Manu has written 288 stories in Rum, Road & Ravings. You can read all posts by here.

10 Responses to The Criminals who Mass-copied: Part II

  1. “the skin tone of the college always overrides the skin tone of the individual student”. Absolutely true. The skin tone of a college in Kerala always bears an unsavory history also. A section in society always wants to go back to a system which , the ‘modern’ Kerala has successfully uprooted in the second half of twentieth century. . That change happened not because of any magnanimous decision taken by someone belonging to that ‘fair’ section, but because of relentless political campaign and cultural interventions. The argument in this article is not just a case of caste, but class too. With more and more private schools/colleges which cater to the needs of the middle and upper classes in the society, what we have already lost is a ‘Public Space’, where students from all walks of life studied a single syllabus, with a single mind, mingling with each other.
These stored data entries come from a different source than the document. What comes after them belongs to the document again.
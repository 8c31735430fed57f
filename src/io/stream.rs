//! Sequential stream wrapper that adds or strips the compression header.
//!
//! The compress direction buffers everything written to it and emits
//! `[magic][length][payload]` on [`CompressionStream::finish`], because the
//! header carries the total uncompressed length. The decompress direction
//! parses the header at construction and decodes the payload on first read.

use crate::compression::{
    compress_payload, decompress_payload, CompressionType, StreamConfiguration, StreamHeader,
};
use crate::error::{CompressionError, Result};

use std::io::{self, Read, Seek, SeekFrom, Write};
use tracing::{debug, warn};

/// Which way data flows through a [`CompressionStream`].
#[derive(Debug, Clone, Copy, PartialEq, Eq)]
pub enum StreamMode {
    Compress,
    Decompress,
}

/// A `Read`/`Write` wrapper over a headed compression stream.
pub struct CompressionStream<S> {
    stream: S,
    mode: StreamMode,
    compression: CompressionType,
    config: StreamConfiguration,
    /// Compress: pending input. Decompress: decoded output.
    buffer: Vec<u8>,
    position: usize,
    /// Decompress: length from the header.
    declared_size: Option<usize>,
    finished: bool,
}

impl<S> CompressionStream<S> {
    /// Wrap `stream` for writing `compression` data.
    pub fn compress(stream: S, compression: CompressionType) -> Result<Self> {
        Self::compress_with(stream, compression, StreamConfiguration::default())
    }

    /// [`CompressionStream::compress`] with explicit settings.
    pub fn compress_with(
        stream: S,
        compression: CompressionType,
        config: StreamConfiguration,
    ) -> Result<Self> {
        compression.validate()?;
        Ok(Self {
            stream,
            mode: StreamMode::Compress,
            compression,
            config,
            buffer: Vec::new(),
            position: 0,
            declared_size: None,
            finished: false,
        })
    }

    /// Format of the wrapped stream.
    pub fn compression(&self) -> CompressionType {
        self.compression
    }

    pub fn mode(&self) -> StreamMode {
        self.mode
    }

    pub fn can_read(&self) -> bool {
        self.mode == StreamMode::Decompress
    }

    pub fn can_write(&self) -> bool {
        self.mode == StreamMode::Compress && !self.finished
    }

    /// Compression streams are strictly sequential.
    pub fn can_seek(&self) -> bool {
        false
    }

    /// Get a reference to the inner stream.
    pub fn inner(&self) -> &S {
        &self.stream
    }

    /// Get a mutable reference to the inner stream.
    pub fn inner_mut(&mut self) -> &mut S {
        &mut self.stream
    }

    /// Consume the wrapper and return the inner stream.
    ///
    /// Pending compressed output is discarded; use [`CompressionStream::finish`]
    /// to write it.
    pub fn into_inner(self) -> S {
        if self.mode == StreamMode::Compress && !self.finished && !self.buffer.is_empty() {
            warn!(
                pending = self.buffer.len(),
                "compression stream released without finish; output discarded"
            );
        }
        self.stream
    }
}

impl<R: Read> CompressionStream<R> {
    /// Wrap `stream` for reading; the header is parsed immediately.
    pub fn decompress(stream: R) -> Result<Self> {
        Self::decompress_with(stream, StreamConfiguration::default())
    }

    /// [`CompressionStream::decompress`] with explicit settings.
    pub fn decompress_with(mut stream: R, config: StreamConfiguration) -> Result<Self> {
        let header = StreamHeader::read(&mut stream)?;
        if !header.compression.is_implemented() {
            return Err(CompressionError::NotImplemented(format!(
                "{} compression",
                header.compression
            )));
        }
        let declared = header.uncompressed_size as usize;
        if declared > config.max_uncompressed_size {
            return Err(CompressionError::CapacityExceeded {
                limit: config.max_uncompressed_size,
                requested: declared,
            });
        }
        debug!(compression = %header.compression, size = declared, "opened compressed stream");
        Ok(Self {
            stream,
            mode: StreamMode::Decompress,
            compression: header.compression,
            config,
            buffer: Vec::new(),
            position: 0,
            declared_size: Some(declared),
            finished: false,
        })
    }

    /// Uncompressed length announced by the header.
    pub fn uncompressed_size(&self) -> Option<usize> {
        self.declared_size
    }

    fn fill(&mut self) -> Result<()> {
        if self.finished {
            return Ok(());
        }
        let size = self.declared_size.unwrap_or(0);
        let limit = self.config.payload_limit(size);
        let mut payload = Vec::new();
        (&mut self.stream)
            .take(limit as u64)
            .read_to_end(&mut payload)?;
        self.buffer = decompress_payload(&payload, self.compression, size, &self.config)?;
        self.position = 0;
        self.finished = true;
        Ok(())
    }
}

impl<W: Write> CompressionStream<W> {
    /// Compress everything written so far, write header and payload, and
    /// return the inner stream.
    pub fn finish(mut self) -> Result<W> {
        if self.mode != StreamMode::Compress {
            return Err(CompressionError::Compression(
                "finish called on a decompressing stream".into(),
            ));
        }
        self.write_out()?;
        Ok(self.into_inner())
    }

    fn write_out(&mut self) -> Result<()> {
        let input = std::mem::take(&mut self.buffer);
        self.finished = true;

        let payload = compress_payload(&input, self.compression, &self.config)?;
        if self.compression != CompressionType::None {
            StreamHeader::new(self.compression, input.len())?.write(&mut self.stream)?;
        }
        self.stream.write_all(&payload)?;
        self.stream.flush()?;
        debug!(
            compression = %self.compression,
            input = input.len(),
            output = payload.len(),
            "finished compressed stream"
        );
        Ok(())
    }
}

impl<R: Read> Read for CompressionStream<R> {
    fn read(&mut self, buf: &mut [u8]) -> io::Result<usize> {
        if self.mode != StreamMode::Decompress {
            return Err(unsupported("stream is open for compression"));
        }
        self.fill()?;
        let available = &self.buffer[self.position..];
        let n = available.len().min(buf.len());
        buf[..n].copy_from_slice(&available[..n]);
        self.position += n;
        Ok(n)
    }
}

impl<W: Write> Write for CompressionStream<W> {
    fn write(&mut self, buf: &[u8]) -> io::Result<usize> {
        if !self.can_write() {
            return Err(unsupported("stream is not open for compression"));
        }
        let limit = self.config.max_uncompressed_size;
        if self.buffer.len() + buf.len() > limit {
            return Err(CompressionError::CapacityExceeded {
                limit,
                requested: self.buffer.len() + buf.len(),
            }
            .into());
        }
        self.buffer.extend_from_slice(buf);
        Ok(buf.len())
    }

    /// Flushes the inner stream only; the payload is written by `finish`.
    fn flush(&mut self) -> io::Result<()> {
        self.stream.flush()
    }
}

impl<S> Seek for CompressionStream<S> {
    fn seek(&mut self, _pos: SeekFrom) -> io::Result<u64> {
        Err(unsupported("compression streams cannot seek"))
    }
}

fn unsupported(message: &str) -> io::Error {
    io::Error::new(io::ErrorKind::Unsupported, message.to_string())
}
The ‘fairer’ institutions actually try to create a society in which only ‘fairer’ survive. So, it is their need to create or sustain a backward class so that they can continue like masters and keep the ‘other’ as their slaves. They will go to any extent for this. This article brings to the fore yet another problem that our ‘dalit’ students face among the so called ‘fairer’ class. So many times i have heard my class mates and colleagues talking against the ‘unfair’ practce of providing stipend and reservation for the dalits and backward classes. But i always dismissed such comments with the only argument that, there was a time( not very long)when the ‘fairer’ enjoyed 100% reservation, and so many ‘stipends’ from the ruling ‘maharajas’! We need to delve deeper into the past to get a better idea about the present.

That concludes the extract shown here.